▸ Problem
Restate all of the entries exactly, each line as it stands.

▸ Study material
==*==

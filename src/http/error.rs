//! HTTP error handling.

use axum::{
    extract::rejection::{JsonRejection, QueryRejection},
    http::StatusCode,
    response::{IntoResponse, Response},
    Json,
};

use super::dto::ErrorBody;
use crate::service::ServiceError;

/// Application error type for HTTP handlers.
#[derive(Debug)]
pub enum AppError {
    NotFound(String),
    BadRequest(String),
    Internal(String),
}

impl AppError {
    fn status(&self) -> StatusCode {
        match self {
            AppError::NotFound(_) => StatusCode::NOT_FOUND,
            AppError::BadRequest(_) => StatusCode::BAD_REQUEST,
            AppError::Internal(_) => StatusCode::INTERNAL_SERVER_ERROR,
        }
    }
}

impl IntoResponse for AppError {
    fn into_response(self) -> Response {
        let status = self.status();
        let error = match self {
            AppError::NotFound(msg) | AppError::BadRequest(msg) | AppError::Internal(msg) => msg,
        };
        (status, Json(ErrorBody { error })).into_response()
    }
}

impl From<ServiceError> for AppError {
    fn from(err: ServiceError) -> Self {
        match err {
            ServiceError::NotFound(_) => AppError::NotFound(err.to_string()),
            ServiceError::InvalidCriterion(_) | ServiceError::InvalidBody(_) => {
                AppError::BadRequest(err.to_string())
            }
            // Already logged by the service.
            ServiceError::Storage(_) => AppError::Internal(err.to_string()),
        }
    }
}

impl From<JsonRejection> for AppError {
    fn from(rejection: JsonRejection) -> Self {
        AppError::BadRequest(rejection.body_text())
    }
}

impl From<QueryRejection> for AppError {
    fn from(rejection: QueryRejection) -> Self {
        AppError::BadRequest(rejection.body_text())
    }
}
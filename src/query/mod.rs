//! Translation of listing search criteria into store queries.
//!
//! [`compile`] is pure: it turns a [`SearchParams`] bag into a
//! [`CompiledQuery`] holding a [`Predicate`] tree, a result limit and the
//! fixed newest-first sort. Stores evaluate or translate the tree; nothing in
//! this module performs I/O.

pub mod compiler;
pub mod params;
pub mod predicate;

pub use compiler::{
    compile, CompiledQuery, CriteriaError, SortDirection, SortKey, SortOrder, DEFAULT_LIMIT,
};
pub use params::{Criterion, SearchParams};
pub use predicate::{Comparison, Field, Predicate, PredicateBuilder, Value};
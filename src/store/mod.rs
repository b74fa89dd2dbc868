pub mod error;
pub mod memory;
#[cfg(feature = "mongo")]
pub mod mongo;
pub mod traits;

use std::sync::Arc;

use anyhow::Result;
use tracing::info;

pub use error::{StoreError, StoreResult};
pub use memory::InMemoryStore;
#[cfg(feature = "mongo")]
pub use mongo::MongoStore;
pub use traits::DataStore;

use crate::config::DatabaseConfig;

/// Open the store selected by `config`.
pub async fn connect(config: &DatabaseConfig) -> Result<Arc<dyn DataStore>> {
    match config {
        DatabaseConfig::InMemory { preload_demo_data } => {
            let store = if *preload_demo_data {
                InMemoryStore::with_listings(crate::seed::demo_listings())
            } else {
                InMemoryStore::new()
            };
            info!(listings = store.len(), "using in-memory store");
            Ok(Arc::new(store))
        }
        DatabaseConfig::Mongo { url, database } => connect_mongo(url, database).await,
    }
}

#[cfg(feature = "mongo")]
async fn connect_mongo(url: &str, database: &str) -> Result<Arc<dyn DataStore>> {
    use anyhow::Context;

    let store = MongoStore::connect(url, database)
        .await
        .context("could not connect to MongoDB")?;
    Ok(Arc::new(store))
}

#[cfg(not(feature = "mongo"))]
async fn connect_mongo(_url: &str, _database: &str) -> Result<Arc<dyn DataStore>> {
    anyhow::bail!("MongoDB was requested but this binary was built without the `mongo` feature")
}
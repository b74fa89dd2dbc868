//! Response bodies that are not listings themselves.

use serde::{Deserialize, Serialize};

/// Body of `GET /`
#[derive(Debug, Clone, Serialize, Deserialize)]
pub struct StatusResponse {
    pub message: String,
    /// Which store backs the service
    pub database: String,
    pub timestamp: String,
}

#[derive(Debug, Clone, Serialize, Deserialize)]
pub struct MessageResponse {
    pub message: String,
}

#[derive(Debug, Clone, Serialize, Deserialize)]
pub struct SeedResponse {
    pub message: String,
    pub count: u64,
}

/// Body of every error response
#[derive(Debug, Clone, Serialize, Deserialize)]
pub struct ErrorBody {
    pub error: String,
}
use anyhow::Context;
use homzy_listings::config::Config;
use homzy_listings::http::{cors_layer, create_router, AppState};
use homzy_listings::service::ListingService;
use homzy_listings::store;
use tracing::info;
use tracing_subscriber::EnvFilter;

#[tokio::main]
async fn main() -> anyhow::Result<()> {
    // Initialize logging
    tracing_subscriber::fmt()
        .with_env_filter(
            EnvFilter::try_from_default_env().unwrap_or_else(|_| EnvFilter::new("info")),
        )
        .init();

    info!("🏠 Homzy listings API");
    info!("=====================");

    let config = Config::from_env().context("invalid configuration")?;

    // Open the document store
    let store = store::connect(&config.database).await?;
    info!("API data source: {}", store.source_name());

    let state = AppState::new(ListingService::new(store.clone()));
    let app = create_router(state, cors_layer(&config.cors_origins));

    let listener = tokio::net::TcpListener::bind(config.listen_addr())
        .await
        .with_context(|| format!("could not bind {}:{}", config.host, config.port))?;
    info!("🚀 Listening on http://{}", listener.local_addr()?);

    axum::serve(listener, app)
        .with_graceful_shutdown(shutdown_signal())
        .await?;

    store.close().await;
    info!("👋 Server stopped");

    Ok(())
}

async fn shutdown_signal() {
    if let Err(err) = tokio::signal::ctrl_c().await {
        tracing::error!(error = %err, "could not listen for shutdown signal");
        std::future::pending::<()>().await;
    }
    info!("Shutdown signal received");
}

==*==

▸ Written solution
filename src/http/error.rs
//! HTTP error handling.

use axum::{
    extract::rejection::{JsonRejection, QueryRejection},
    http::StatusCode,
    response::{IntoResponse, Response},
    Json,
};

use super::dto::ErrorBody;
use crate::service::ServiceError;

/// Application error type for HTTP handlers.
#[derive(Debug)]
pub enum AppError {
    NotFound(String),
    BadRequest(String),
    Internal(String),
}

impl AppError {
    fn status(&self) -> StatusCode {
        match self {
            AppError::NotFound(_) => StatusCode::NOT_FOUND,
            AppError::BadRequest(_) => StatusCode::BAD_REQUEST,
            AppError::Internal(_) => StatusCode::INTERNAL_SERVER_ERROR,
        }
    }
}

impl IntoResponse for AppError {
    fn into_response(self) -> Response {
        let status = self.status();
        let error = match self {
            AppError::NotFound(msg) | AppError::BadRequest(msg) | AppError::Internal(msg) => msg,
        };
        (status, Json(ErrorBody { error })).into_response()
    }
}

impl From<ServiceError> for AppError {
    fn from(err: ServiceError) -> Self {
        match err {
            ServiceError::NotFound(_) => AppError::NotFound(err.to_string()),
            ServiceError::InvalidCriterion(_) | ServiceError::InvalidBody(_) => {
                AppError::BadRequest(err.to_string())
            }
            // Already logged by the service.
            ServiceError::Storage(_) => AppError::Internal(err.to_string()),
        }
    }
}

impl From<JsonRejection> for AppError {
    fn from(rejection: JsonRejection) -> Self {
        AppError::BadRequest(rejection.body_text())
    }
}

impl From<QueryRejection> for AppError {
    fn from(rejection: QueryRejection) -> Self {
        AppError::BadRequest(rejection.body_text())
    }
}
filename src/query/mod.rs
//! Translation of listing search criteria into store queries.
//!
//! [`compile`] is pure: it turns a [`SearchParams`] bag into a
//! [`CompiledQuery`] holding a [`Predicate`] tree, a result limit and the
//! fixed newest-first sort. Stores evaluate or translate the tree; nothing in
//! this module performs I/O.

pub mod compiler;
pub mod params;
pub mod predicate;

pub use compiler::{
    compile, CompiledQuery, CriteriaError, SortDirection, SortKey, SortOrder, DEFAULT_LIMIT,
};
pub use params::{Criterion, SearchParams};
pub use predicate::{Comparison, Field, Predicate, PredicateBuilder, Value};
filename src/store/mod.rs
repository b74fa89dd2dbc868
pub mod error;
pub mod memory;
#[cfg(feature = "mongo")]
pub mod mongo;
pub mod traits;

use std::sync::Arc;

use anyhow::Result;
use tracing::info;

pub use error::{StoreError, StoreResult};
pub use memory::InMemoryStore;
#[cfg(feature = "mongo")]
pub use mongo::MongoStore;
pub use traits::DataStore;

use crate::config::DatabaseConfig;

/// Open the store selected by `config`.
pub async fn connect(config: &DatabaseConfig) -> Result<Arc<dyn DataStore>> {
    match config {
        DatabaseConfig::InMemory { preload_demo_data } => {
            let store = if *preload_demo_data {
                InMemoryStore::with_listings(crate::seed::demo_listings())
            } else {
                InMemoryStore::new()
            };
            info!(listings = store.len(), "using in-memory store");
            Ok(Arc::new(store))
        }
        DatabaseConfig::Mongo { url, database } => connect_mongo(url, database).await,
    }
}

#[cfg(feature = "mongo")]
async fn connect_mongo(url: &str, database: &str) -> Result<Arc<dyn DataStore>> {
    use anyhow::Context;

    let store = MongoStore::connect(url, database)
        .await
        .context("could not connect to MongoDB")?;
    Ok(Arc::new(store))
}

#[cfg(not(feature = "mongo"))]
async fn connect_mongo(_url: &str, _database: &str) -> Result<Arc<dyn DataStore>> {
    anyhow::bail!("MongoDB was requested but this binary was built without the `mongo` feature")
}
repository b74fa89dd2dbc868
//! Response bodies that are not listings themselves.

use serde::{Deserialize, Serialize};

/// Body of `GET /`
#[derive(Debug, Clone, Serialize, Deserialize)]
pub struct StatusResponse {
    pub message: String,
    /// Which store backs the service
    pub database: String,
    pub timestamp: String,
}

#[derive(Debug, Clone, Serialize, Deserialize)]
pub struct MessageResponse {
    pub message: String,
}

#[derive(Debug, Clone, Serialize, Deserialize)]
pub struct SeedResponse {
    pub message: String,
    pub count: u64,
}

/// Body of every error response
#[derive(Debug, Clone, Serialize, Deserialize)]
pub struct ErrorBody {
    pub error: String,
}
use anyhow::Context;
use homzy_listings::config::Config;
use homzy_listings::http::{cors_layer, create_router, AppState};
use homzy_listings::service::ListingService;
use homzy_listings::store;
use tracing::info;
use tracing_subscriber::EnvFilter;

#[tokio::main]
async fn main() -> anyhow::Result<()> {
    // Initialize logging
    tracing_subscriber::fmt()
        .with_env_filter(
            EnvFilter::try_from_default_env().unwrap_or_else(|_| EnvFilter::new("info")),
        )
        .init();

    info!("🏠 Homzy listings API");
    info!("=====================");

    let config = Config::from_env().context("invalid configuration")?;

    // Open the document store
    let store = store::connect(&config.database).await?;
    info!("API data source: {}", store.source_name());

    let state = AppState::new(ListingService::new(store.clone()));
    let app = create_router(state, cors_layer(&config.cors_origins));

    let listener = tokio::net::TcpListener::bind(config.listen_addr())
        .await
        .with_context(|| format!("could not bind {}:{}", config.host, config.port))?;
    info!("🚀 Listening on http://{}", listener.local_addr()?);

    axum::serve(listener, app)
        .with_graceful_shutdown(shutdown_signal())
        .await?;

    store.close().await;
    info!("👋 Server stopped");

    Ok(())
}

async fn shutdown_signal() {
    if let Err(err) = tokio::signal::ctrl_c().await {
        tracing::error!(error = %err, "could not listen for shutdown signal");
        std::future::pending::<()>().await;
    }
    info!("Shutdown signal received");
}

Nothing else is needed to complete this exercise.